The two triazole isomers 25 and 28 were therefore synthesized as reported in Schemes 3 and 4 respectively. Starting from intermediate 10, the amine was coupled with 2-azido benzoic acid (22) [29] in the presence of condensing agent EDCI to afford the desired amide 23 in 68% yield. The azide was then reacted with trimethylsilylacetylene (TMSA) in the presence of copper (I) iodide by heating a solution of DMF/MeOH 1:1 at 100  C. Under these conditions we obtained the desired 1,2,3-triazole ring (24) in 68% yield. Finally, removal of the silyl group was accomplished in the presence of TBAF to afford compound 25 in 81% yield (Scheme 3).
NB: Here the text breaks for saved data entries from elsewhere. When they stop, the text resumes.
impl FrameSession {
    pub fn new(config: FrameSessionConfig, device: DeviceProfile, clock: ClockFn) -> Self {
        Self {
            config,
            device,
            clock,
            fullscreen: Arc::new(StaticFullscreenPlatform::denying()),
            lifecycle: SessionLifecycle::Created,
            view: SessionView::Idle,
            signed_in: false,
            page_visible: true,
            frame_in_view: true,
            timers: TimerQueue::default(),
            back_prompt: Countdown::new(TimerPurpose::BackPromptAutoClose),
            informer: Countdown::new(TimerPurpose::InformerAutoClose),
            informer_arm: None,
            informer_armed: false,
            auth_nudge: AuthDelayState::default(),
            payment: PaymentCoordinator::new(Arc::new(MemoryPreferenceStore::default())),
        }
    }

    pub fn with_fullscreen_platform(mut self, platform: Arc<dyn FullscreenPlatform>) -> Self {
        self.fullscreen = platform;
        self
    }

    pub fn with_preference_store(mut self, preference: Arc<dyn PaymentPreferenceStore>) -> Self {
        self.payment = PaymentCoordinator::new(preference);
        self
    }

    pub fn with_signed_in(mut self, signed_in: bool) -> Self {
        self.signed_in = signed_in;
        self
    }

    pub fn view(&self) -> SessionView {
        self.view
    }

    pub fn now_ms(&self) -> u64 {
        (self.clock)()
    }

    /// Earliest pending timer deadline on the session clock.
    pub fn next_deadline_ms(&self) -> Option<u64> {
        self.timers.next_deadline_ms()
    }

    pub fn snapshot(&self) -> FrameSessionSnapshot {
        FrameSessionSnapshot {
            lifecycle: self.lifecycle,
            view: self.view,
            signed_in: self.signed_in,
            page_visible: self.page_visible,
            frame_in_view: self.frame_in_view,
            back_prompt: self.back_prompt.snapshot(),
            informer: self.informer.snapshot(),
            informer_armed: self.informer_armed,
            auth_nudge: self.auth_nudge.snapshot(self.now_ms()),
            payment_overlay: self.payment.overlay(),
            cached_checkouts: self.payment.cached_payloads(),
            pending_timers: self.timers.len(),
            timer_deadlines_ms: self.timers.deadlines_ms(),
        }
    }

    /// Single transition function. Events outside the mounted lifetime are ignored.
    pub fn apply(&mut self, event: SessionEvent) -> Vec<SessionEffect> {
        match self.lifecycle {
            SessionLifecycle::Created if event != SessionEvent::Mounted => {
                tracing::debug!(?event, "session event before mount ignored");
                return Vec::new();
            }
            SessionLifecycle::Unmounted => {
                tracing::debug!(?event, "session event after unmount ignored");
                return Vec::new();
            }
            _ => {}
        }

        let now_ms = self.now_ms();
        let mut effects = Vec::new();
        match event {
            SessionEvent::Mounted => self.on_mounted(now_ms, &mut effects),
            SessionEvent::UserInteracted => {
                if self.view == SessionView::Idle {
                    self.enter_active(now_ms, &mut effects);
                }
            }
            SessionEvent::ExpandTapped => self.toggle_expanded(now_ms, &mut effects),
            SessionEvent::Command(SessionCommand::ToggleFullscreen) => {
                self.toggle_expanded(now_ms, &mut effects);
                effects.push(SessionEffect::Reply(OutboundEnvelope::ack(
                    BridgeMethod::ToggleFullscreen,
                    json!(self.view.is_expanded()),
                    None,
                )));
            }
            SessionEvent::Command(SessionCommand::ShowPayment { token }) => {
                let actions = self.payment.open(&token);
                push_payment_effects(actions, &mut effects);
            }
            SessionEvent::NativeFullscreenChanged { active } => {
                match (active, self.view) {
                    (true, SessionView::Active) => {
                        self.set_view(SessionView::Fullscreen, &mut effects)
                    }
                    (false, SessionView::Fullscreen) => {
                        self.set_view(SessionView::Active, &mut effects)
                    }
                    _ => {}
                }
            }
            SessionEvent::VisibilityChanged { visible } => {
                self.page_visible = visible;
                self.auth_nudge
                    .on_visibility_changed(&mut self.timers, now_ms, visible);
            }
            SessionEvent::FrameInView { in_view } => {
                if self.frame_in_view != in_view {
                    self.frame_in_view = in_view;
                    effects.push(SessionEffect::MuteFrame(!in_view));
                }
            }
            SessionEvent::AuthStateChanged { signed_in } => {
                self.on_auth_state_changed(signed_in, &mut effects)
            }
            SessionEvent::BackPromptTapped => self.on_back_prompt_tapped(now_ms, &mut effects),
            SessionEvent::BackPromptCloseTapped => {
                if self.back_prompt.close_tapped(&mut self.timers) {
                    push_prompt(EngagementPrompt::BackConfirm, false, &mut effects);
                }
            }
            SessionEvent::InformerTapped => self.on_informer_tapped(now_ms, &mut effects),
            SessionEvent::InformerCloseTapped => {
                if self.informer.close_tapped(&mut self.timers) {
                    push_prompt(EngagementPrompt::Informer, false, &mut effects);
                }
            }
            SessionEvent::PaymentExchangeSettled {
                provider,
                token,
                result,
            } => {
                let actions = self.payment.settle(provider, &token, result);
                push_payment_effects(actions, &mut effects);
            }
            SessionEvent::PaymentClosed { notify } => {
                let actions = self.payment.close(notify);
                push_payment_effects(actions, &mut effects);
            }
            SessionEvent::TimersDue => self.release_due_timers(now_ms, &mut effects),
            SessionEvent::Unmounted => self.on_unmounted(&mut effects),
        }
        effects
    }

    fn on_mounted(&mut self, now_ms: u64, effects: &mut Vec<SessionEffect>) {
        if self.lifecycle != SessionLifecycle::Created {
            return;
        }
        self.lifecycle = SessionLifecycle::Mounted;
        let class = self.device.class;
        let auto_start = !class.is_touch()
            || self.device.progressive_app
            || self.config.game.autoplays_on(class);
        tracing::debug!(
            game_id = self.config.game.game_id.as_str(),
            device = class.as_str(),
            auto_start,
            "frame session mounted"
        );
        if auto_start {
            self.enter_active(now_ms, effects);
        }
    }

    fn enter_active(&mut self, now_ms: u64, effects: &mut Vec<SessionEffect>) {
        self.set_view(SessionView::Active, effects);
        if self.signed_in {
            return;
        }
        let timings = self.config.timings;
        self.informer_arm = Some(self.timers.schedule(
            now_ms,
            timings.informer_arm_delay_ms,
            TimerPurpose::InformerArm,
        ));
        if self.config.game.auth_nudge_exempt {
            tracing::debug!(
                game_id = self.config.game.game_id.as_str(),
                "auth nudge skipped for exempt game"
            );
            return;
        }
        let delay_ms = self.config.game.auth_delay_ms(self.device.class, &timings);
        self.auth_nudge
            .arm(&mut self.timers, now_ms, delay_ms, self.page_visible);
    }

    fn toggle_expanded(&mut self, now_ms: u64, effects: &mut Vec<SessionEffect>) {
        let uses_stretch = self.device.class.is_touch() || self.config.game.software_fullscreen;
        match self.view {
            SessionView::Idle => {}
            SessionView::Active if uses_stretch => {
                self.set_view(SessionView::Stretched, effects);
                if self.device.class.is_touch() {
                    let window_ms = self.config.timings.back_prompt_auto_close_ms;
                    if self.back_prompt.open(&mut self.timers, now_ms, window_ms) {
                        push_prompt(EngagementPrompt::BackConfirm, true, effects);
                    }
                }
            }
            SessionView::Active => match self.fullscreen.request_enter() {
                Ok(()) => self.set_view(SessionView::Fullscreen, effects),
                Err(error) => tracing::debug!(%error, "native fullscreen request swallowed"),
            },
            SessionView::Stretched => {
                self.set_view(SessionView::Active, effects);
                if self.back_prompt.dismiss(&mut self.timers) {
                    push_prompt(EngagementPrompt::BackConfirm, false, effects);
                }
            }
            SessionView::Fullscreen => match self.fullscreen.request_exit() {
                Ok(()) => self.set_view(SessionView::Active, effects),
                Err(error) => tracing::debug!(%error, "native fullscreen exit swallowed"),
            },
        }
    }

    fn on_back_prompt_tapped(&mut self, now_ms: u64, effects: &mut Vec<SessionEffect>) {
        if self.view != SessionView::Stretched {
            return;
        }
        if self.back_prompt.is_open() {
            self.toggle_expanded(now_ms, effects);
            return;
        }
        let window_ms = self.config.timings.back_prompt_auto_close_ms;
        if self.back_prompt.tap(&mut self.timers, now_ms, window_ms) {
            push_prompt(EngagementPrompt::BackConfirm, true, effects);
        }
    }

    fn on_informer_tapped(&mut self, now_ms: u64, effects: &mut Vec<SessionEffect>) {
        if !self.informer_armed || self.signed_in {
            return;
        }
        if self.informer.is_open() {
            self.informer.close_tapped(&mut self.timers);
            push_prompt(EngagementPrompt::Informer, false, effects);
            effects.push(SessionEffect::ShowAuthPrompt);
            return;
        }
        let window_ms = self.config.timings.informer_auto_close_ms;
        if self.informer.tap(&mut self.timers, now_ms, window_ms) {
            push_prompt(EngagementPrompt::Informer, true, effects);
        }
    }

    fn on_auth_state_changed(&mut self, signed_in: bool, effects: &mut Vec<SessionEffect>) {
        self.signed_in = signed_in;
        if !signed_in {
            return;
        }
        if self.auth_nudge.cancel(&mut self.timers) {
            tracing::debug!("auth nudge cancelled after sign-in");
        }
        if let Some(handle) = self.informer_arm.take() {
            self.timers.cancel(handle);
        }
        if self.informer.dismiss(&mut self.timers) {
            push_prompt(EngagementPrompt::Informer, false, effects);
        }
    }

    fn release_due_timers(&mut self, now_ms: u64, effects: &mut Vec<SessionEffect>) {
        for (handle, purpose) in self.timers.pop_due(now_ms) {
            tracing::debug!(
                timer = handle.id(),
                purpose = purpose.as_str(),
                now_ms,
                "session timer fired"
            );
            match purpose {
                TimerPurpose::AuthNudge => {
                    if self.auth_nudge.on_timer_fired(handle) && !self.signed_in {
                        effects.push(SessionEffect::ShowAuthPrompt);
                    }
                }
                TimerPurpose::BackPromptAutoClose => {
                    if self.back_prompt.on_timer_fired(handle) {
                        push_prompt(EngagementPrompt::BackConfirm, false, effects);
                    }
                }
                TimerPurpose::InformerArm => {
                    if self.informer_arm != Some(handle) {
                        continue;
                    }
                    self.informer_arm = None;
                    if self.signed_in {
                        continue;
                    }
                    self.informer_armed = true;
                    let window_ms = self.config.timings.informer_auto_close_ms;
                    if self.informer.open(&mut self.timers, now_ms, window_ms) {
                        push_prompt(EngagementPrompt::Informer, true, effects);
                    }
                }
                TimerPurpose::InformerAutoClose => {
                    if self.informer.on_timer_fired(handle) {
                        push_prompt(EngagementPrompt::Informer, false, effects);
                    }
                }
            }
        }
    }

    fn on_unmounted(&mut self, effects: &mut Vec<SessionEffect>) {
        let cancelled = self.timers.cancel_all();
        self.informer_arm = None;
        self.back_prompt.dismiss(&mut self.timers);
        self.informer.dismiss(&mut self.timers);
        self.auth_nudge.cancel(&mut self.timers);
        push_payment_effects(self.payment.close(false), effects);
        self.lifecycle = SessionLifecycle::Unmounted;
        tracing::debug!(cancelled_timers = cancelled, "frame session unmounted");
    }

    fn set_view(&mut self, to: SessionView, effects: &mut Vec<SessionEffect>) {
        let from = self.view;
        if from == to {
            return;
        }
        self.view = to;
        effects.push(SessionEffect::ViewChanged { from, to });
    }
}
impl PaymentCoordinator {
    pub fn new(preference: Arc<dyn PaymentPreferenceStore>) -> Self {
        Self {
            preference,
            cache: HashMap::new(),
            disabled: BTreeSet::new(),
            in_flight: None,
            overlay: PaymentOverlay::Closed,
        }
    }

    /// Starts a payment attempt for `token`.
    pub fn open(&mut self, token: &str) -> Vec<PaymentAction> {
        if let Some((provider, pending)) = &self.in_flight {
            tracing::debug!(
                provider = provider.as_str(),
                pending_token = pending.as_str(),
                "payment open ignored while an exchange is in flight"
            );
            return Vec::new();
        }
        self.overlay = PaymentOverlay::Pending;
        let preferred = self.preference.load().unwrap_or(PaymentProvider::PRIMARY);
        let provider = if self.disabled.contains(&preferred) {
            preferred.alternate()
        } else {
            preferred
        };
        self.attempt(provider, token, Value::Object(Map::new()))
    }

    /// Applies the outcome of an exchange requested by [`PaymentAction::Exchange`].
    pub fn settle(
        &mut self,
        provider: PaymentProvider,
        token: &str,
        result: Result<Value, ExchangeError>,
    ) -> Vec<PaymentAction> {
        let expected = matches!(
            &self.in_flight,
            Some((pending_provider, pending_token))
                if *pending_provider == provider && pending_token == token
        );
        if !expected {
            tracing::debug!(
                provider = provider.as_str(),
                "discarding exchange result with no matching attempt"
            );
            return Vec::new();
        }
        self.in_flight = None;

        match result {
            Ok(payload) => {
                self.cache
                    .insert((provider, token.to_string()), payload.clone());
                self.succeed(provider, payload)
            }
            Err(error) => {
                tracing::debug!(
                    provider = provider.as_str(),
                    error_kind = error.kind(),
                    %error,
                    "payment provider disabled after failed exchange"
                );
                self.disabled.insert(provider);
                self.attempt(provider.alternate(), token, error.to_wire())
            }
        }
    }

    /// Tears the overlay down. Closing an already closed overlay does nothing.
    pub fn close(&mut self, notify: bool) -> Vec<PaymentAction> {
        if self.overlay == PaymentOverlay::Closed {
            return Vec::new();
        }
        self.overlay = PaymentOverlay::Closed;
        self.in_flight = None;
        vec![PaymentAction::Close { notify }]
    }

    pub fn overlay(&self) -> PaymentOverlay {
        self.overlay
    }

    pub fn is_disabled(&self, provider: PaymentProvider) -> bool {
        self.disabled.contains(&provider)
    }

    pub fn cached_payloads(&self) -> usize {
        self.cache.len()
    }

    pub fn exchange_in_flight(&self) -> bool {
        self.in_flight.is_some()
    }

    fn attempt(
        &mut self,
        provider: PaymentProvider,
        token: &str,
        last_errors: Value,
    ) -> Vec<PaymentAction> {
        if self.disabled.contains(&provider) {
            return self.exhaust(last_errors);
        }
        if let Some(payload) = self.cache.get(&(provider, token.to_string())).cloned() {
            return self.succeed(provider, payload);
        }
        self.in_flight = Some((provider, token.to_string()));
        vec![PaymentAction::Exchange {
            provider,
            token: token.to_string(),
        }]
    }

    fn succeed(&mut self, provider: PaymentProvider, payload: Value) -> Vec<PaymentAction> {
        if let Err(error) = self.preference.save(provider) {
            tracing::warn!(
                provider = provider.as_str(),
                error = %format!("{error:#}"),
                "failed to remember payment provider"
            );
        }
        self.overlay = PaymentOverlay::Rendered(provider);
        vec![PaymentAction::Render { provider, payload }]
    }

    fn exhaust(&mut self, errors: Value) -> Vec<PaymentAction> {
        tracing::warn!("payment providers exhausted, abandoning attempt");
        let mut actions = vec![PaymentAction::Failed { errors }];
        actions.extend(self.close(true));
        actions
    }
}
The synthesis of the other regioisomer commenced with a

Sonogashira reaction between compound 15 and trimethylsilylacetylene to afford the protected alkyne 26 in 70% yield. Removal of the silyl group afforded the terminal alkyne 27 in 61% yield, which was converted in 1,2,3-triazole 28 by reaction with trimethylsilylazide (TMSN3) in the presence of copper (I) iodide. To note that this reaction was rather capricious and after several attempts we were able to obtain 28 in only 9% yield (Scheme 4). Since 25 was around 3 times more potent than 28 (see Biological Evaluation), to further increase the polarity of the molecules, we opted to synthesize an extra series of derivatives having a 4substituted 1,2,3-triazole containing an aliphatic tertiary amine

Scheme 3. Synthetic route for the preparation of compound 25.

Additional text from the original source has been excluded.